[Records excerpted from a collection]
* * * *
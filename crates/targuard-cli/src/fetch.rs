//! Archive download over HTTP.

use anyhow::Context;
use anyhow::Result;
use anyhow::bail;
use std::time::Duration;
use tracing::debug;
use tracing::info;

/// HTTP client settings for archive downloads.
#[derive(Debug, Clone)]
pub struct FetchConfig {
    /// Timeout for the whole request, body included.
    pub timeout: Duration,

    /// `User-Agent` header value.
    pub user_agent: String,
}

impl Default for FetchConfig {
    fn default() -> Self {
        Self {
            timeout: Duration::from_secs(300),
            user_agent: concat!("targuard/", env!("CARGO_PKG_VERSION")).to_string(),
        }
    }
}

/// Downloads `url` fully into memory.
///
/// # Errors
///
/// Returns an error if the request fails, times out, or the server answers
/// with a non-2xx status.
pub fn fetch_archive(url: &str, config: &FetchConfig) -> Result<Vec<u8>> {
    let client = reqwest::blocking::Client::builder()
        .timeout(config.timeout)
        .user_agent(config.user_agent.as_str())
        .build()
        .context("failed to build HTTP client")?;

    info!("Fetching {url}");
    let response = client
        .get(url)
        .send()
        .with_context(|| format!("request to {url} failed"))?;

    let status = response.status();
    if !status.is_success() {
        bail!("GET {url} returned HTTP {status}");
    }

    let body = response
        .bytes()
        .with_context(|| format!("failed to read response body from {url}"))?;
    debug!("Fetched {} bytes from {url}", body.len());

    Ok(body.to_vec())
}

#[cfg(test)]
pub mod test_server {
    //! One-shot HTTP server on a loopback port.

    use std::io::Read;
    use std::io::Write;
    use std::net::TcpListener;
    use std::thread;
    use std::thread::JoinHandle;

    /// Serves a single request with `status` and `body`, returning the URL
    /// to hit and the server thread.
    pub fn serve_once(status: &'static str, body: Vec<u8>) -> (String, JoinHandle<()>) {
        let listener = TcpListener::bind("127.0.0.1:0").unwrap_or_else(|e| panic!("bind: {e}"));
        let addr = listener
            .local_addr()
            .unwrap_or_else(|e| panic!("local_addr: {e}"));

        let handle = thread::spawn(move || {
            let Ok((mut stream, _)) = listener.accept() else {
                return;
            };
            let mut request = Vec::new();
            let mut buf = [0u8; 1024];
            while !request.windows(4).any(|w| w == b"\r\n\r\n") {
                match stream.read(&mut buf) {
                    Ok(0) | Err(_) => break,
                    Ok(n) => request.extend_from_slice(&buf[..n]),
                }
            }
            let header = format!(
                "HTTP/1.1 {status}\r\nContent-Length: {}\r\nConnection: close\r\n\r\n",
                body.len()
            );
            let _ = stream.write_all(header.as_bytes());
            let _ = stream.write_all(&body);
        });

        (format!("http://{addr}/results.tar.gz"), handle)
    }
}

#[cfg(test)]
#[allow(clippy::unwrap_used)]
mod tests {
    use super::test_server::serve_once;
    use super::*;

    #[test]
    fn test_fetch_returns_body() {
        let (url, server) = serve_once("200 OK", b"archive bytes".to_vec());
        let body = fetch_archive(&url, &FetchConfig::default()).unwrap();
        server.join().unwrap();
        assert_eq!(body, b"archive bytes");
    }

    #[test]
    fn test_fetch_non_success_status_is_error() {
        let (url, server) = serve_once("404 Not Found", b"missing".to_vec());
        let err = fetch_archive(&url, &FetchConfig::default()).unwrap_err();
        server.join().unwrap();
        assert!(err.to_string().contains("404"), "unexpected error: {err}");
    }

    #[test]
    fn test_fetch_invalid_url_is_error() {
        assert!(fetch_archive("not a url", &FetchConfig::default()).is_err());
    }

    #[test]
    fn test_default_user_agent_names_tool() {
        assert!(FetchConfig::default().user_agent.starts_with("targuard/"));
    }
}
* * * *
Copy the lines that hold the word "failed". Take them from the records above.

▶ _Exercise response_
        .context("failed to build HTTP client")?;
        .with_context(|| format!("request to {url} failed"))?;
        .with_context(|| format!("failed to read response body from {url}"))?;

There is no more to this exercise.